Kriptonite e nostalgìa

Mercoledì 9 Novembre 2011 da la ’Gazzetta del Mezzogiorno ’

Lascia un Commento Inserito da Lino Patruno

 

LA KRYPTONITE NELLA BORSA – di Ivan Cotroneo. Interpreti: Valeria Golino, Luigi Catani, Luca Zingaretti, Cristiana Capotondi, Libero De Rienzo, Vincenzo Nemolato, Fabrizio Gifuni. Commedia, Italia, 2011. Durata: 1h 33 min.
 
Eravamo poveri ma belli in quegli anni ’70. E col mondo tutto davanti. Ancor più a Napoli, dove i nostri eroi inseguono tutti un loro sogno che si scontra con la realtà ma senza perdere allegria. Il pericolo più grosso è la kryptonite verde, unica sostanza letale per Superman, quale crede di essere Gennaro, che poi muore molto umanamente sotto il bus 111sbarrato. Un personaggio bizzarro cugino di Peppino, riccioluto bambino di 9 anni con occhialoni da miope. E attorno a cui gira la storia.
 A cominciare dal padre (Luca Zingaretti) in crisi matrimoniale con la madre (Valeria Golino), perché lui la tradisce con una collega facendola finire da uno psicanalista un po’ sporcaccione (Fabrizio Gifuni). Così lo sbattuto Peppino (Luigi Catani) incappa nelle cure di due giovani zii scapestrati (la Capotondi e De Rienzo) ma simbolo del ribollire di futuro e che lo introducono nell’universo psichedelico delle feste a botte di libertà sessuale e droga.
 L’unico consigliere buono per la sua crescita si riduce a essere proprio Gennaro, che di tanto in tanto risorge dall’oltretomba per dispensargli regole di vita. Anzitutto che la felicità non è facile da raggiungere, ma che bisogna avere la forza di essere sempre se stessi superando piccoli e grandi drammi: per esempio contro le angherie dei compagni di classe bulletti. La voglia di spezzare il cerchio che poi ispira anche la rivoluzione femminista del “buttate il reggiseno”.
 C’è una grazia leggera in questo racconto di formazione non solo per Peppino, un po’ stranito per ciò che gli frulla intorno.
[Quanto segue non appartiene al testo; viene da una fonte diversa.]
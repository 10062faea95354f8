//! Tab-separated score output
//!
//! Rows follow the MySQL TSV convention: one header line, fields separated
//! by tabs, `\`, tab, newline and carriage return backslash-escaped, missing
//! values written as `NULL`.
//!
//! ```text
//! page_id  title  rev_id  timestamp       prediction  [probability]  weighted_sum  [features]
//! 12       Foo    3456    20160101000000  GA          {"B":0.1,...}  3.87          {"wikitext.chars":...}
//! ```

use crate::model::{ModelKind, Score};
use crate::types::{PageId, RevisionId, Timestamp};
use serde::Serialize;
use std::borrow::Cow;
use std::io::{self, BufRead, Write};
use thiserror::Error;

/// Marker for a missing value
pub const NULL: &str = "NULL";

/// Errors writing or reading score files
#[derive(Debug, Error)]
pub enum OutputError {
    #[error("I/O error: {0}")]
    Io(#[from] io::Error),

    #[error("Failed to serialize column: {0}")]
    Json(#[from] serde_json::Error),

    #[error("Malformed row at line {line}: {reason}")]
    Malformed { line: usize, reason: String },
}

/// Column layout, fixed at startup from the model's capability and the
/// feature flag
#[derive(Debug, Clone, Copy, PartialEq, Eq)]
pub struct OutputSchema {
    probability: bool,
    features: bool,
}

impl OutputSchema {
    pub fn new(kind: ModelKind, features: bool) -> Self {
        Self {
            probability: kind.has_probability(),
            features,
        }
    }

    pub fn headers(&self) -> Vec<&'static str> {
        let mut headers = vec!["page_id", "title", "rev_id", "timestamp", "prediction"];
        if self.probability {
            headers.push("probability");
        }
        headers.push("weighted_sum");
        if self.features {
            headers.push("features");
        }
        headers
    }
}

/// One scored row, borrowing from the scored revision
#[derive(Debug, Clone, Copy)]
pub struct OutputRow<'a> {
    pub page_id: PageId,
    pub title: &'a str,
    pub rev_id: RevisionId,
    /// As-of timestamp, not necessarily the revision's own
    pub timestamp: Timestamp,
    pub score: &'a Score,
    pub weighted_sum: f64,
}

/// Writes rows under a fixed schema, header first
pub struct TsvWriter<W: Write> {
    out: W,
    schema: OutputSchema,
    rows_written: usize,
}

impl<W: Write> TsvWriter<W> {
    /// Create a writer and emit the header line
    pub fn new(mut out: W, schema: OutputSchema) -> Result<Self, OutputError> {
        writeln!(out, "{}", schema.headers().join("\t"))?;
        Ok(Self {
            out,
            schema,
            rows_written: 0,
        })
    }

    pub fn schema(&self) -> OutputSchema {
        self.schema
    }

    pub fn rows_written(&self) -> usize {
        self.rows_written
    }

    pub fn write_row(&mut self, row: &OutputRow<'_>) -> Result<(), OutputError> {
        let mut fields: Vec<String> = Vec::with_capacity(8);
        fields.push(row.page_id.to_string());
        fields.push(escape(row.title).into_owned());
        fields.push(row.rev_id.to_string());
        fields.push(row.timestamp.short_format());
        fields.push(escape(&row.score.prediction).into_owned());
        if self.schema.probability {
            fields.push(json_field(row.score.probability.as_ref())?);
        }
        fields.push(format!("{:?}", row.weighted_sum));
        if self.schema.features {
            fields.push(json_field(row.score.features.as_ref())?);
        }

        writeln!(self.out, "{}", fields.join("\t"))?;
        self.rows_written += 1;
        Ok(())
    }

    pub fn flush(&mut self) -> Result<(), OutputError> {
        self.out.flush()?;
        Ok(())
    }

    pub fn into_inner(self) -> W {
        self.out
    }
}

fn json_field<T: Serialize>(value: Option<&T>) -> Result<String, OutputError> {
    match value {
        Some(v) => Ok(escape(&serde_json::to_string(v)?).into_owned()),
        None => Ok(NULL.to_string()),
    }
}

/// A decoded data row; `None` marks a `NULL` field
#[derive(Debug, Clone, PartialEq, Eq)]
pub struct TsvRow {
    /// 1-based line number in the file
    pub line: usize,
    pub fields: Vec<Option<String>>,
}

impl TsvRow {
    /// Field `index`, or a `Malformed` error naming `column` if it is absent or NULL
    pub fn required(&self, index: usize, column: &str) -> Result<&str, OutputError> {
        match self.fields.get(index) {
            Some(Some(value)) => Ok(value),
            Some(None) => Err(self.malformed(format!("{} is NULL", column))),
            None => Err(self.malformed(format!("missing {} column", column))),
        }
    }

    pub fn malformed(&self, reason: impl Into<String>) -> OutputError {
        OutputError::Malformed {
            line: self.line,
            reason: reason.into(),
        }
    }
}

/// Reads a TSV file with a header line. Blank lines are skipped.
pub struct TsvReader<R: BufRead> {
    lines: io::Lines<R>,
    line: usize,
    headers: Vec<String>,
}

impl<R: BufRead> TsvReader<R> {
    pub fn new(reader: R) -> Result<Self, OutputError> {
        let mut lines = reader.lines();
        let headers = match lines.next() {
            Some(header) => header?.split('\t').map(unescape).collect(),
            None => Vec::new(),
        };
        Ok(Self {
            lines,
            line: 1,
            headers,
        })
    }

    pub fn headers(&self) -> &[String] {
        &self.headers
    }
}

impl<R: BufRead> Iterator for TsvReader<R> {
    type Item = Result<TsvRow, OutputError>;

    fn next(&mut self) -> Option<Self::Item> {
        loop {
            let line = match self.lines.next()? {
                Ok(line) => line,
                Err(e) => return Some(Err(e.into())),
            };
            self.line += 1;

            let line = line.strip_suffix('\r').unwrap_or(&line);
            if line.is_empty() {
                continue;
            }

            let fields = line
                .split('\t')
                .map(|f| if f == NULL { None } else { Some(unescape(f)) })
                .collect();
            return Some(Ok(TsvRow {
                line: self.line,
                fields,
            }));
        }
    }
}

/// Backslash-escape a field value
pub fn escape(value: &str) -> Cow<'_, str> {
    if !value.contains(['\\', '\t', '\n', '\r']) {
        return Cow::Borrowed(value);
    }

    let mut out = String::with_capacity(value.len() + 8);
    for c in value.chars() {
        match c {
            '\\' => out.push_str("\\\\"),
            '\t' => out.push_str("\\t"),
            '\n' => out.push_str("\\n"),
            '\r' => out.push_str("\\r"),
            c => out.push(c),
        }
    }
    Cow::Owned(out)
}

/// Reverse of [`escape`]; unknown escapes keep the escaped character
pub fn unescape(field: &str) -> String {
    let mut out = String::with_capacity(field.len());
    let mut chars = field.chars();
    while let Some(c) = chars.next() {
        if c != '\\' {
            out.push(c);
            continue;
        }
        match chars.next() {
            Some('t') => out.push('\t'),
            Some('n') => out.push('\n'),
            Some('r') => out.push('\r'),
            Some(other) => out.push(other),
            None => out.push('\\'),
        }
    }
    out
}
Ma per una intera generazione piena di una speranza oggi perduta. Con la nostra grande famiglia in cui ciascuno è a caccia di un proprio qualcosa. E che comunque se la cava senza smarrire né umanità né vitalità né ironia, lontano dalla odierna quasi disperante rassegnazione. In una Napoli solare ripresa con la luce diafana del ricordo. E in cui nessuno è mai solo.
 Il senso è trovare il sorriso anche nel dolore, dice il regista Ivan Cotroneo, alla sua opera prima dopo una milizia da sceneggiatore (anche per “Mine vaganti” di Ozpetek). E che qui ha trasposto il suo analogo romanzo (Bompiani ed.), solo a tratti autobiografico. Nulla di eccezionale, ma si ride fra siparietti gustosi, alcuni virtuosismi d’autore, un’aria surreale, costumi e ambientazione d’epoca azzeccati, buone recitazioni (centrale la Golino), qualche stasi di narrazione. E con una colonna sonora talmente formidabile da rischiare la nostalgia di un tempo ormai lontano.